Stored data entries
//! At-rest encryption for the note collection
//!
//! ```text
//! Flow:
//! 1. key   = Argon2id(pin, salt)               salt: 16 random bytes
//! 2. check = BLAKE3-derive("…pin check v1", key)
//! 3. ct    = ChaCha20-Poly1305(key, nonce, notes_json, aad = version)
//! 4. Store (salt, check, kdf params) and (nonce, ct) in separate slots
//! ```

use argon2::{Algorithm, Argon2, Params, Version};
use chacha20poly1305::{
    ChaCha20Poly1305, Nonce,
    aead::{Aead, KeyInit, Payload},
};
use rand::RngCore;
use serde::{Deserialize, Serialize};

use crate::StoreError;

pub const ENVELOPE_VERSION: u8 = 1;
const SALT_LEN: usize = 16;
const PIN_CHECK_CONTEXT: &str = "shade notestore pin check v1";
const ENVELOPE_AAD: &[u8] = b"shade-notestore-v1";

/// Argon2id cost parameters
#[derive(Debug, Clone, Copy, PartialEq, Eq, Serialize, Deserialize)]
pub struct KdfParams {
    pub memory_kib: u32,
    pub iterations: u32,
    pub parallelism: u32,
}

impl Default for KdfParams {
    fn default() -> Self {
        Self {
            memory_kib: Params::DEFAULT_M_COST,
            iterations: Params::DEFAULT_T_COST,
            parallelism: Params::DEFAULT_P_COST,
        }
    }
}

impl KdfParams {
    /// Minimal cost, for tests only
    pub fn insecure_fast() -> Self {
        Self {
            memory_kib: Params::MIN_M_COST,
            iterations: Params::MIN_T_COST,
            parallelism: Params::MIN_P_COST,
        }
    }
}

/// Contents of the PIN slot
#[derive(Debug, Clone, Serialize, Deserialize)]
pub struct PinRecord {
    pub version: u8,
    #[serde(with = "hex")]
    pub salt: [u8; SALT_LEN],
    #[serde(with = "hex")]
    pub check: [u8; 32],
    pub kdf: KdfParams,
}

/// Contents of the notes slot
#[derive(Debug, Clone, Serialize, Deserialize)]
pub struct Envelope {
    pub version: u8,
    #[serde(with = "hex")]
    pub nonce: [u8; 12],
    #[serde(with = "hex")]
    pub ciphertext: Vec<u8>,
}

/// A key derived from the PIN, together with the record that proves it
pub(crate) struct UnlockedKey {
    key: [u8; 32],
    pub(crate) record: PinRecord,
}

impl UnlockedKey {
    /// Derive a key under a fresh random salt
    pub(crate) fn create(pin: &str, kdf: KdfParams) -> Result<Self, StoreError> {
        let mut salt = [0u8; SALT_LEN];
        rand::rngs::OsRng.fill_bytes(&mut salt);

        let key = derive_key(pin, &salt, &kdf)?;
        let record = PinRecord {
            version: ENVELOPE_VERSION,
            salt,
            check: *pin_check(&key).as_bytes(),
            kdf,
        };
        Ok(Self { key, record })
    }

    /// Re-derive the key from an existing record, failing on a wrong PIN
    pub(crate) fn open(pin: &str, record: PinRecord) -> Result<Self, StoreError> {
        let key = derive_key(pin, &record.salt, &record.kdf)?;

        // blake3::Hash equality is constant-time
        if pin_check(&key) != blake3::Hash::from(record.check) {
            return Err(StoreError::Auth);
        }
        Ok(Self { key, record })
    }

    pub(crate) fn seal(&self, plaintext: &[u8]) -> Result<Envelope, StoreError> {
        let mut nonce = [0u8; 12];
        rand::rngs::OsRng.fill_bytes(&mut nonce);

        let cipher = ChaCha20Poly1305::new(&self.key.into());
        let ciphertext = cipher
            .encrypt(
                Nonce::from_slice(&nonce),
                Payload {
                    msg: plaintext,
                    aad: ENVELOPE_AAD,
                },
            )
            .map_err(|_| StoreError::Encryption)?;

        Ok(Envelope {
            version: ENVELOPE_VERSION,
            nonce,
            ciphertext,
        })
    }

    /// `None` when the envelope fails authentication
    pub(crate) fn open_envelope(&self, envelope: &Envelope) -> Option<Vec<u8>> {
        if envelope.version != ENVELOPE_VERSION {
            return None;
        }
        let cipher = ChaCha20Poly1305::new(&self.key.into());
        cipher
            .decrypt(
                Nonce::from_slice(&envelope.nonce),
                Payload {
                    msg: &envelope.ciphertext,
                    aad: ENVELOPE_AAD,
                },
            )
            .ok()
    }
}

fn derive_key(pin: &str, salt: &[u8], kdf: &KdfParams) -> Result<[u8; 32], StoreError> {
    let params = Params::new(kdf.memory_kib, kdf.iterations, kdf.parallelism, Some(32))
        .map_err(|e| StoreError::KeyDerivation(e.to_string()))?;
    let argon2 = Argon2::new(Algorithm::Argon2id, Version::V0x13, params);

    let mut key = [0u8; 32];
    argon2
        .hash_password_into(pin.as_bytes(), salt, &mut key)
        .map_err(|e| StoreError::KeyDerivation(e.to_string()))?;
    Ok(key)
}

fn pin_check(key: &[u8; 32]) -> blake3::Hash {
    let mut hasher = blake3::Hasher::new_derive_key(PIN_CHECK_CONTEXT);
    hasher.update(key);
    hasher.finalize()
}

...

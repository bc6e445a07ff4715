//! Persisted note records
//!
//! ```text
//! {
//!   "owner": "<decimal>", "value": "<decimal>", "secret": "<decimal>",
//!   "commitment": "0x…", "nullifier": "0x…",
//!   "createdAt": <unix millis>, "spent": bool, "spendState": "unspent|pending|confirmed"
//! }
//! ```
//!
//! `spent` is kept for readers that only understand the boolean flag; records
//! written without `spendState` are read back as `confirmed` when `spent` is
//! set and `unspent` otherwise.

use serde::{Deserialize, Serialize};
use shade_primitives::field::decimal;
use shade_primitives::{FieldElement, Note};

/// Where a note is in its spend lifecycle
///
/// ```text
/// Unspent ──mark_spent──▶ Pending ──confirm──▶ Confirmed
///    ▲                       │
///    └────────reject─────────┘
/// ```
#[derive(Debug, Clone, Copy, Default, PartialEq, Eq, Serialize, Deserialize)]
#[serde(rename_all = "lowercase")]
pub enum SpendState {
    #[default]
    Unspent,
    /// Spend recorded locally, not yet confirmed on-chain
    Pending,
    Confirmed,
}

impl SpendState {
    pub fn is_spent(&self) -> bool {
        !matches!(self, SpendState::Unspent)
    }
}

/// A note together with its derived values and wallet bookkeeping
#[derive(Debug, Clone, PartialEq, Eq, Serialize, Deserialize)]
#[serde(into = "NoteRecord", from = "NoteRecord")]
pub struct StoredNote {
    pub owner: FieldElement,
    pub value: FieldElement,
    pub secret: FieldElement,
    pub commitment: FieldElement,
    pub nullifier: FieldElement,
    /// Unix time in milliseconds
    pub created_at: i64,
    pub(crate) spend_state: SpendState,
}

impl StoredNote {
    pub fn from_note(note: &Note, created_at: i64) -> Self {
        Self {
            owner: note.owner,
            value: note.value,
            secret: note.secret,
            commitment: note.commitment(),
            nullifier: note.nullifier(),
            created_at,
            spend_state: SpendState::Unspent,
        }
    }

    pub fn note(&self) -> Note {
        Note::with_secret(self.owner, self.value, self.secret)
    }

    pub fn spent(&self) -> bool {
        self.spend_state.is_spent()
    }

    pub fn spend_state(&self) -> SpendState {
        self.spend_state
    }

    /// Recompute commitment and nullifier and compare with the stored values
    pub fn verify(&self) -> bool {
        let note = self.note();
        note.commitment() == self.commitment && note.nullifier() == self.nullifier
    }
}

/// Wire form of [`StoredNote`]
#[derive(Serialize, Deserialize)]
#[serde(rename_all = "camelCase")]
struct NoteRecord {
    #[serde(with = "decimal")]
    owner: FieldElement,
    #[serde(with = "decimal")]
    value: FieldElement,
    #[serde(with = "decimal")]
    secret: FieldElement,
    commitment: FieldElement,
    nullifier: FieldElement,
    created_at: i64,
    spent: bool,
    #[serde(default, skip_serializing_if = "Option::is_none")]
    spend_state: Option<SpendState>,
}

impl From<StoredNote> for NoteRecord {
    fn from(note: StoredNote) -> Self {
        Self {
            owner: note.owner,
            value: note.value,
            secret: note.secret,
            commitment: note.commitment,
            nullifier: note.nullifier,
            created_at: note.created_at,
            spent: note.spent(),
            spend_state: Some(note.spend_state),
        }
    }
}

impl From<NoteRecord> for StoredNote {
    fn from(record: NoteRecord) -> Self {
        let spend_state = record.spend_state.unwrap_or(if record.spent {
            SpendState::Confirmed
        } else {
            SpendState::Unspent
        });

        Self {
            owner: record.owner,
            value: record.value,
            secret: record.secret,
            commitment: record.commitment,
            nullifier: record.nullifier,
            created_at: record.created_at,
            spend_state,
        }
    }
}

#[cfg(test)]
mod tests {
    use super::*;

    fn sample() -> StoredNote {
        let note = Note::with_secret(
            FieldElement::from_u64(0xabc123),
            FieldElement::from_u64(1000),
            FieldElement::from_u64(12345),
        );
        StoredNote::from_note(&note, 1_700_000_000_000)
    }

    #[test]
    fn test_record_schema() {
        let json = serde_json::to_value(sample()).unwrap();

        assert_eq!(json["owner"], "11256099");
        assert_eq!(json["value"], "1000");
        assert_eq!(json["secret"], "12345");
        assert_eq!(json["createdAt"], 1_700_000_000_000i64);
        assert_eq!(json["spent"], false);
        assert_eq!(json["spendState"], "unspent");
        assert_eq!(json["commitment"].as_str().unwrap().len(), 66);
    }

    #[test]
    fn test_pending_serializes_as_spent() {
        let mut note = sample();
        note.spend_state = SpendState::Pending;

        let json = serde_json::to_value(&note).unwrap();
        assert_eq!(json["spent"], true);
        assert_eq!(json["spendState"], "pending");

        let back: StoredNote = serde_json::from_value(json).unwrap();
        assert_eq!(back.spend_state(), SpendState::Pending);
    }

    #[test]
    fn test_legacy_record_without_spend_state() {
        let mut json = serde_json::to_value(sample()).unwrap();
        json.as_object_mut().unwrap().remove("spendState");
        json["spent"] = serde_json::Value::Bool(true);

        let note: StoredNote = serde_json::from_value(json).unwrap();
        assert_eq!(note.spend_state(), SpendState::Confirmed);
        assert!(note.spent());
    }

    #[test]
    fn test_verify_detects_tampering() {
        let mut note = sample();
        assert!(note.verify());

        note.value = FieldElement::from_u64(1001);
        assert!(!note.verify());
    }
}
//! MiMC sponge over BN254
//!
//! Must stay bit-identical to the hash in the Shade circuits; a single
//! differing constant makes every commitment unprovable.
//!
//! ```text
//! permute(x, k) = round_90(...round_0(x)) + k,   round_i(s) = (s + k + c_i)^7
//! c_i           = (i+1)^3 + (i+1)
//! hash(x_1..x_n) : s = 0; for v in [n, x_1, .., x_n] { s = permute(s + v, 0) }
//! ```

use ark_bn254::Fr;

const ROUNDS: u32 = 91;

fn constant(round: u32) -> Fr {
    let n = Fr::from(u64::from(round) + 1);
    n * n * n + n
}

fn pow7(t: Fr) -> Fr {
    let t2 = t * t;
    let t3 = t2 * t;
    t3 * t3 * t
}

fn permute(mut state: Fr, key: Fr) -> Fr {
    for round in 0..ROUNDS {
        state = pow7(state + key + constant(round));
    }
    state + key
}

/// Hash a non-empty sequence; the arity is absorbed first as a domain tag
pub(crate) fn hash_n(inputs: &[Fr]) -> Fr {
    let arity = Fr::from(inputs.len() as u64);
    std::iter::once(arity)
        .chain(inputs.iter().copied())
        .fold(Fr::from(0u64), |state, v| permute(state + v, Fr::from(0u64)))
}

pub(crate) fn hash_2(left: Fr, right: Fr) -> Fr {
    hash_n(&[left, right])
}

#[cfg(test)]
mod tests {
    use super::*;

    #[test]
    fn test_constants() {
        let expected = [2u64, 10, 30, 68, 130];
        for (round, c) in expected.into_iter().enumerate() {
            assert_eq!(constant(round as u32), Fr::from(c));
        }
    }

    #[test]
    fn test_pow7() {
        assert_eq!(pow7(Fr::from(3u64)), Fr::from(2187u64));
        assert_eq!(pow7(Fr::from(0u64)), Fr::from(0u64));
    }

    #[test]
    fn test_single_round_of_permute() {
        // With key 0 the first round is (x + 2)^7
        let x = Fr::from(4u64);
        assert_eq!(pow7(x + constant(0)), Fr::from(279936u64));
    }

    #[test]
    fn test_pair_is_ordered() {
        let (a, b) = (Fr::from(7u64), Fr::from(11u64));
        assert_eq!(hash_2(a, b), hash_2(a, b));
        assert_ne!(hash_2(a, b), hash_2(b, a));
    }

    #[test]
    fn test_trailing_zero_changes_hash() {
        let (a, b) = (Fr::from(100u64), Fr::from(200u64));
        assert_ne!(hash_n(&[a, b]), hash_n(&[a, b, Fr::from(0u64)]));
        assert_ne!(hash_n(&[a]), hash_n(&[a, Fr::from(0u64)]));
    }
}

Exercise directions
Looking at the records above, return exactly the lines from the line with "fn default() ->" to the line with "let key = derive_key(pin, &salt, &kdf)?;", both ends included.

Your response
    fn default() -> Self {
        Self {
            memory_kib: Params::DEFAULT_M_COST,
            iterations: Params::DEFAULT_T_COST,
            parallelism: Params::DEFAULT_P_COST,
        }
    }
}

impl KdfParams {
    /// Minimal cost, for tests only
    pub fn insecure_fast() -> Self {
        Self {
            memory_kib: Params::MIN_M_COST,
            iterations: Params::MIN_T_COST,
            parallelism: Params::MIN_P_COST,
        }
    }
}

/// Contents of the PIN slot
#[derive(Debug, Clone, Serialize, Deserialize)]
pub struct PinRecord {
    pub version: u8,
    #[serde(with = "hex")]
    pub salt: [u8; SALT_LEN],
    #[serde(with = "hex")]
    pub check: [u8; 32],
    pub kdf: KdfParams,
}

/// Contents of the notes slot
#[derive(Debug, Clone, Serialize, Deserialize)]
pub struct Envelope {
    pub version: u8,
    #[serde(with = "hex")]
    pub nonce: [u8; 12],
    #[serde(with = "hex")]
    pub ciphertext: Vec<u8>,
}

/// A key derived from the PIN, together with the record that proves it
pub(crate) struct UnlockedKey {
    key: [u8; 32],
    pub(crate) record: PinRecord,
}

impl UnlockedKey {
    /// Derive a key under a fresh random salt
    pub(crate) fn create(pin: &str, kdf: KdfParams) -> Result<Self, StoreError> {
        let mut salt = [0u8; SALT_LEN];
        rand::rngs::OsRng.fill_bytes(&mut salt);

        let key = derive_key(pin, &salt, &kdf)?;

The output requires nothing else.